**EXTRACTED INFORMATION:**

Start of Block

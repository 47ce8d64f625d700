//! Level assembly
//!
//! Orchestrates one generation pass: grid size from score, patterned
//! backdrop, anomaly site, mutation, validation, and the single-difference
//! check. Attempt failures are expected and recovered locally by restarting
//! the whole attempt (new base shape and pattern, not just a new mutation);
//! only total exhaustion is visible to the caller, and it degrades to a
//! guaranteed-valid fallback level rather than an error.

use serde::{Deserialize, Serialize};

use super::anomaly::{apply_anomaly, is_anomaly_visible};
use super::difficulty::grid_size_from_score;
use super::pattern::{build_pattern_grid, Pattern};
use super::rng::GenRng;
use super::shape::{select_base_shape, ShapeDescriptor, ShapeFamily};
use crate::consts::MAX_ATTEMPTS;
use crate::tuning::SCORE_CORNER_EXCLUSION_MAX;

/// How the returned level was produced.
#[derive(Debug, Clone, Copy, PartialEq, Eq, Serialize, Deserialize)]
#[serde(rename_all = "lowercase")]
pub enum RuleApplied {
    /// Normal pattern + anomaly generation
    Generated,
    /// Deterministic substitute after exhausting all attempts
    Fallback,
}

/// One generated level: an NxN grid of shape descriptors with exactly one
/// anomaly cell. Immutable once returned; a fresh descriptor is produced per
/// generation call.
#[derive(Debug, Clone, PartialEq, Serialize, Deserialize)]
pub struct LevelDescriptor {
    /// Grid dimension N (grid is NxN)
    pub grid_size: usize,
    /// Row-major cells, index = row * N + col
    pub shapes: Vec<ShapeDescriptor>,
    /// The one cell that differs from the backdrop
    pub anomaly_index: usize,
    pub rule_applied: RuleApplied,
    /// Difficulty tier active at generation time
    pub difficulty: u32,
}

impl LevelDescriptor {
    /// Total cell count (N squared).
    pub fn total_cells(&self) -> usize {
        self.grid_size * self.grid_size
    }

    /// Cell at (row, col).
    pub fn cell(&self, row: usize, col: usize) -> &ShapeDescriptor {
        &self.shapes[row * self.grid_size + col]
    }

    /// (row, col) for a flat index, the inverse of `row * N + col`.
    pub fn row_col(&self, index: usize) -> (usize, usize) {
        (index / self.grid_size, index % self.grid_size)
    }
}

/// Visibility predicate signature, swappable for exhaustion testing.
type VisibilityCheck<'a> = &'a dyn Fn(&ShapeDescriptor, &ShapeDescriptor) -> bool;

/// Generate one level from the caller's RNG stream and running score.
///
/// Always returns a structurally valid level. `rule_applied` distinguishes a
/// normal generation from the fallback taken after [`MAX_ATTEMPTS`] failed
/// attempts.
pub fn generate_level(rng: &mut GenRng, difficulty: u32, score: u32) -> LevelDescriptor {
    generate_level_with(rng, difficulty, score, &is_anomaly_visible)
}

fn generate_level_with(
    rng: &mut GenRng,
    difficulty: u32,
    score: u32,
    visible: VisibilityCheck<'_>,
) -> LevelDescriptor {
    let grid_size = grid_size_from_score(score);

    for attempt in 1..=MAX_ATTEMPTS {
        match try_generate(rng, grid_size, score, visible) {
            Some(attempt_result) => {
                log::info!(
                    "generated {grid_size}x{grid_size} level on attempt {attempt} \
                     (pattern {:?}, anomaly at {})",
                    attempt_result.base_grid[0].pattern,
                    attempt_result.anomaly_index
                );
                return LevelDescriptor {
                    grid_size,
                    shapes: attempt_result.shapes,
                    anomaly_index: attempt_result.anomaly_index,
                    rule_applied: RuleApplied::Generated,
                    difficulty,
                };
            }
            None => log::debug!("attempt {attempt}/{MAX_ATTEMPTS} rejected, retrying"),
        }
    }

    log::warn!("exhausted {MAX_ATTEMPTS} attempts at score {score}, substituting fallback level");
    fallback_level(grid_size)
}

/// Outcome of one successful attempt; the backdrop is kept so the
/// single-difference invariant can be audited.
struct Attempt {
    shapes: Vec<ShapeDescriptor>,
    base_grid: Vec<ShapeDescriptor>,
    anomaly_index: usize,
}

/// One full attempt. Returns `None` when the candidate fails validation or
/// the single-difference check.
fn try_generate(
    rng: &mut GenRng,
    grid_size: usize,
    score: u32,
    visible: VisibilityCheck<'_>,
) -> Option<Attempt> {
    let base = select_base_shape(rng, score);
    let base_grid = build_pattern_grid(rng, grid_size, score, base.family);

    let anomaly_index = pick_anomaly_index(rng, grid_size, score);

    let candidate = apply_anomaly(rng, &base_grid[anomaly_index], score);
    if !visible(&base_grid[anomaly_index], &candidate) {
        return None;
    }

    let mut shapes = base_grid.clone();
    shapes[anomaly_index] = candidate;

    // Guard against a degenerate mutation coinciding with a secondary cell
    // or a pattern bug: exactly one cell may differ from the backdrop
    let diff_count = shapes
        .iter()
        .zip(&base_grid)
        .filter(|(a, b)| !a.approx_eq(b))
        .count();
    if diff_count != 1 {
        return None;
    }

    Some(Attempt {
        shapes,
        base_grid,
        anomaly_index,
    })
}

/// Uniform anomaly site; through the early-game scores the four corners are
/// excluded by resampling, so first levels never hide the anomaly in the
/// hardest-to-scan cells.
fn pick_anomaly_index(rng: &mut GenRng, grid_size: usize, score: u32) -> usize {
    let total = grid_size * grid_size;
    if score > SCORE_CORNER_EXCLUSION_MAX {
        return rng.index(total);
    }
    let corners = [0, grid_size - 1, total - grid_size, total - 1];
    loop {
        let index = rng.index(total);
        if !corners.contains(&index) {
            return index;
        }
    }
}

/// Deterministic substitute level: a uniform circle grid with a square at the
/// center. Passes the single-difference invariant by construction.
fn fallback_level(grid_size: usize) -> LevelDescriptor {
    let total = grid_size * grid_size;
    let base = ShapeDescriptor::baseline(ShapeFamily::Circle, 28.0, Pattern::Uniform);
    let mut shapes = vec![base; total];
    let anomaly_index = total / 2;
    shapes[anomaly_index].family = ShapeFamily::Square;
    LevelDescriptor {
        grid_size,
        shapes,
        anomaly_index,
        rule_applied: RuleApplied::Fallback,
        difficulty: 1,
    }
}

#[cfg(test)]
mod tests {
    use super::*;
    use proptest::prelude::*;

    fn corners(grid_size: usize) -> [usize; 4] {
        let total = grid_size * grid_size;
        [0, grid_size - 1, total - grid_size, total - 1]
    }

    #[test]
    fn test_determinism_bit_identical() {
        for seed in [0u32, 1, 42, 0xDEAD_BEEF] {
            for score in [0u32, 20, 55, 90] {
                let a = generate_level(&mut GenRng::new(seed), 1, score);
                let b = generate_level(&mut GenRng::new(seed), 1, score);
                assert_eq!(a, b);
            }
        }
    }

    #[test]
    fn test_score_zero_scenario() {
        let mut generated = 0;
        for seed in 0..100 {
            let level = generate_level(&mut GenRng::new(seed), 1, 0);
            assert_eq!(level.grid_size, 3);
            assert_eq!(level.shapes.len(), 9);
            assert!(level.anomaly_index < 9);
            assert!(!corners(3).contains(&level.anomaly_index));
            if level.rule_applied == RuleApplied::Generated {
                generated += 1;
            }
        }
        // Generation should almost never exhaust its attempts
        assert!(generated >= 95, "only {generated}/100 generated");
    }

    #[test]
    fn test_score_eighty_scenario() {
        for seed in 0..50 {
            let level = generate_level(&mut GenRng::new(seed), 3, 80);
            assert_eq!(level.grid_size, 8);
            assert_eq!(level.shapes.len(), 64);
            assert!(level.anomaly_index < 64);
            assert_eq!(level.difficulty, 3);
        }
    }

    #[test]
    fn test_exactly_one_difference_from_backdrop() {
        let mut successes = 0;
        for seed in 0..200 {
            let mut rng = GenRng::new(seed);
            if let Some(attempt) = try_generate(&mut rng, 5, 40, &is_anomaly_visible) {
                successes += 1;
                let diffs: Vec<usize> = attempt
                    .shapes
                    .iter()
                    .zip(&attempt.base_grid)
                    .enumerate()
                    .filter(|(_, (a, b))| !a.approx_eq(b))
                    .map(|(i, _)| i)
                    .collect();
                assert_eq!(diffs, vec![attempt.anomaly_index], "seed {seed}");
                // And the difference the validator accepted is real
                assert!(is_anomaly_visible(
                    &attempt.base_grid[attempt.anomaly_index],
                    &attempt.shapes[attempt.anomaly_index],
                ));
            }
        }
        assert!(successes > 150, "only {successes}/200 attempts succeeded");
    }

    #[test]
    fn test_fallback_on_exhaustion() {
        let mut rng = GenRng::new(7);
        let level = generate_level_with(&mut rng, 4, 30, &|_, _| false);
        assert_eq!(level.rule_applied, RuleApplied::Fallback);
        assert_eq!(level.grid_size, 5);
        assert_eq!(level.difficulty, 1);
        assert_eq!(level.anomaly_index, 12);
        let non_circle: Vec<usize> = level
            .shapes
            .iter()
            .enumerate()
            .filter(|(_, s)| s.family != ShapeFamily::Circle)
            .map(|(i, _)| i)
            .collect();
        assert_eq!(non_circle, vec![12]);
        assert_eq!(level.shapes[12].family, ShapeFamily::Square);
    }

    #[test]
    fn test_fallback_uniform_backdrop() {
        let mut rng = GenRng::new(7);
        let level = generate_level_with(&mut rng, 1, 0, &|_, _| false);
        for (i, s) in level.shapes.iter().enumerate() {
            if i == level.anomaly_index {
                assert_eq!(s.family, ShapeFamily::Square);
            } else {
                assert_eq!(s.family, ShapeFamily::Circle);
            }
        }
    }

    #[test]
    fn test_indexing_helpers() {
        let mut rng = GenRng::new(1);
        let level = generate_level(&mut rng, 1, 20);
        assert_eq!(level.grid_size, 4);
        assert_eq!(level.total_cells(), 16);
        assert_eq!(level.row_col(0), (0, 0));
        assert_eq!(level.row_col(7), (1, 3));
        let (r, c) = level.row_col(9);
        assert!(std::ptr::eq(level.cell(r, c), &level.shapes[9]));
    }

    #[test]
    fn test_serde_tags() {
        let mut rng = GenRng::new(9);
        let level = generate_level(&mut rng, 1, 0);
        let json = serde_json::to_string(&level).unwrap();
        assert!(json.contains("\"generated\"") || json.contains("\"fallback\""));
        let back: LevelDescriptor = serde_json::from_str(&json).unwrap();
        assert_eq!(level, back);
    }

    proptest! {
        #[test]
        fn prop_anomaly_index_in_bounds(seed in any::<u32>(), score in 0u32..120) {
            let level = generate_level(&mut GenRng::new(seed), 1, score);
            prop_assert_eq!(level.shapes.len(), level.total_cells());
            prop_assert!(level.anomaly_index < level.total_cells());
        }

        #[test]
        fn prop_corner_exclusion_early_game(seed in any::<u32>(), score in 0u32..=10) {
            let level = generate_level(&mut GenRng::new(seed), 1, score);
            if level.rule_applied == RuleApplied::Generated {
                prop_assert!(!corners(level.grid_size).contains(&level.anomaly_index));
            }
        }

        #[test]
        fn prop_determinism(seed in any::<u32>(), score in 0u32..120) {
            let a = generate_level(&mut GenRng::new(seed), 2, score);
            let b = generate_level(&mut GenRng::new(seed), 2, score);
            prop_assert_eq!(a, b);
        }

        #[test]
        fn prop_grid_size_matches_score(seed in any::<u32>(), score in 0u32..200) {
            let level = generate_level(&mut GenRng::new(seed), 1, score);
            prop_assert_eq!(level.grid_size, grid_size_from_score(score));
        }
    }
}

End of Block
Start of Block

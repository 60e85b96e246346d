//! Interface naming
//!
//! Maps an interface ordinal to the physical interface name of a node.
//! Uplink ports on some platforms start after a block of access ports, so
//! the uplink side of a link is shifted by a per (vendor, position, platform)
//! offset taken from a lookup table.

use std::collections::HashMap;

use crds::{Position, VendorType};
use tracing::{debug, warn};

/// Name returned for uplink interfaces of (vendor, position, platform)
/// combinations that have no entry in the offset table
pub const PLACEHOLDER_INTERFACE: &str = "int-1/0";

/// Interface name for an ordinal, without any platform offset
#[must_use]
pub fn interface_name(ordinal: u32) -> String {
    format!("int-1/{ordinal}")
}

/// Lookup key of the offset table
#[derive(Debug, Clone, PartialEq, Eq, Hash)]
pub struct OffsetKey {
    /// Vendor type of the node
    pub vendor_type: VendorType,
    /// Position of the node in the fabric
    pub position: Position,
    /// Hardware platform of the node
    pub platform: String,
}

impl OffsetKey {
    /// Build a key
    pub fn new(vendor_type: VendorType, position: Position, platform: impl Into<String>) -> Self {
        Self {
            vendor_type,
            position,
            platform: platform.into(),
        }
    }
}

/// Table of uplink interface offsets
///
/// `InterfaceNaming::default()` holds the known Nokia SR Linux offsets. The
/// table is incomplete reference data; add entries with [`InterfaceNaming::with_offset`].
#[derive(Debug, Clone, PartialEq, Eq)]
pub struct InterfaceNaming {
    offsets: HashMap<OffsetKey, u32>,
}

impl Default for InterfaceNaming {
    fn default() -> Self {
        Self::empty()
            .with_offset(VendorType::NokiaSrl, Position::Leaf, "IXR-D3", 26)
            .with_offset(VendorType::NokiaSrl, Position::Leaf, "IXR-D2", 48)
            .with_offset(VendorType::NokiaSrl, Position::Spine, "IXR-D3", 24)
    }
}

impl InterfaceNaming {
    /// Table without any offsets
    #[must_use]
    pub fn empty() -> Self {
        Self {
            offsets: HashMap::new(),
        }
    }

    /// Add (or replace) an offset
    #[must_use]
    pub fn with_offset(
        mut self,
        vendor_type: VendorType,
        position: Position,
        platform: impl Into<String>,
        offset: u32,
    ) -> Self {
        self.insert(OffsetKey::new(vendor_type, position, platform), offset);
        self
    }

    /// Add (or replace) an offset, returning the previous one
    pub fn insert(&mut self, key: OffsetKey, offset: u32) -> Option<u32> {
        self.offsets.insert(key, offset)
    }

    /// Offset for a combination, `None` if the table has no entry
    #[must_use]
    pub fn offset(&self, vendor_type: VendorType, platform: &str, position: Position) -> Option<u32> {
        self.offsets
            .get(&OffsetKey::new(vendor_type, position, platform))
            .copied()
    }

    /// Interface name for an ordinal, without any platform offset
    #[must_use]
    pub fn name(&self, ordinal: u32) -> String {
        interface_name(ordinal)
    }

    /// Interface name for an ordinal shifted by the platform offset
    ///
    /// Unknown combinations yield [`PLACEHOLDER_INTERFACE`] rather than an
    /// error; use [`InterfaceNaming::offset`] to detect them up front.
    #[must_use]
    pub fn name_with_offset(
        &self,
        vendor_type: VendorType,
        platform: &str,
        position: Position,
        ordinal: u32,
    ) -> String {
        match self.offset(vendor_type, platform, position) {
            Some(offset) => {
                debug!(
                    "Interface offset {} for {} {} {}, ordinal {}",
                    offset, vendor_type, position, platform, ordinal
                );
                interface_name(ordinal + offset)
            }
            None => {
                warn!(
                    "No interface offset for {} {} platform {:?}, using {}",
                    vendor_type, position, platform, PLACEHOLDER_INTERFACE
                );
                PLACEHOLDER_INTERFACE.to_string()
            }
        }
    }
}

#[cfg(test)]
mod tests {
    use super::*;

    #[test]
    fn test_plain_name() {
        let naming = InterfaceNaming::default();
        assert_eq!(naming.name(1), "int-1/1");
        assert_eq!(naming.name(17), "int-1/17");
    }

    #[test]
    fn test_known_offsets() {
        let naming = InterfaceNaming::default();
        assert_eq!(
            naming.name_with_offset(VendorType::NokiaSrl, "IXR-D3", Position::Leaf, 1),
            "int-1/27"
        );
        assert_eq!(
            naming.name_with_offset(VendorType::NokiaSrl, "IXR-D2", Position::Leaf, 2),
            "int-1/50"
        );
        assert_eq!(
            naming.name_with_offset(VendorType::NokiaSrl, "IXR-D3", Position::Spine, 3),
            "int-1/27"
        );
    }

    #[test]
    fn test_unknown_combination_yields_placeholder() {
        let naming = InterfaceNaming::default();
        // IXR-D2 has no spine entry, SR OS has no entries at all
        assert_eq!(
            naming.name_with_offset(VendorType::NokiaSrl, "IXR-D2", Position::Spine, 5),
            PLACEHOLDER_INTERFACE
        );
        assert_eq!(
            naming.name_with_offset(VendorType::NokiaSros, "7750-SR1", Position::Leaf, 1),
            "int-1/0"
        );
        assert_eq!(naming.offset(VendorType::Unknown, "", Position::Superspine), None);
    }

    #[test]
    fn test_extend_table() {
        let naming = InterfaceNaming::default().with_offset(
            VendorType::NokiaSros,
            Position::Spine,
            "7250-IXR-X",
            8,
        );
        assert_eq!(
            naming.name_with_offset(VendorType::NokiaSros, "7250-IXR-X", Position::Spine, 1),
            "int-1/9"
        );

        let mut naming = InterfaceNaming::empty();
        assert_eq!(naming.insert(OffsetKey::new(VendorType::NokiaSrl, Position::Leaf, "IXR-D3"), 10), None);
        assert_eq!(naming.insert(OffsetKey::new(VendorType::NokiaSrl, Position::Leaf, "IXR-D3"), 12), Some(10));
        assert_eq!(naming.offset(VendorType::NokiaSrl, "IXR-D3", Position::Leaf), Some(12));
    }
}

End of Block

**TASK INSTRUCTIONS:** Every line in the records above with the string "false" in it should be shown.

**ANSWER BELOW:**
        let level = generate_level_with(&mut rng, 4, 30, &|_, _| false);
        let level = generate_level_with(&mut rng, 1, 0, &|_, _| false);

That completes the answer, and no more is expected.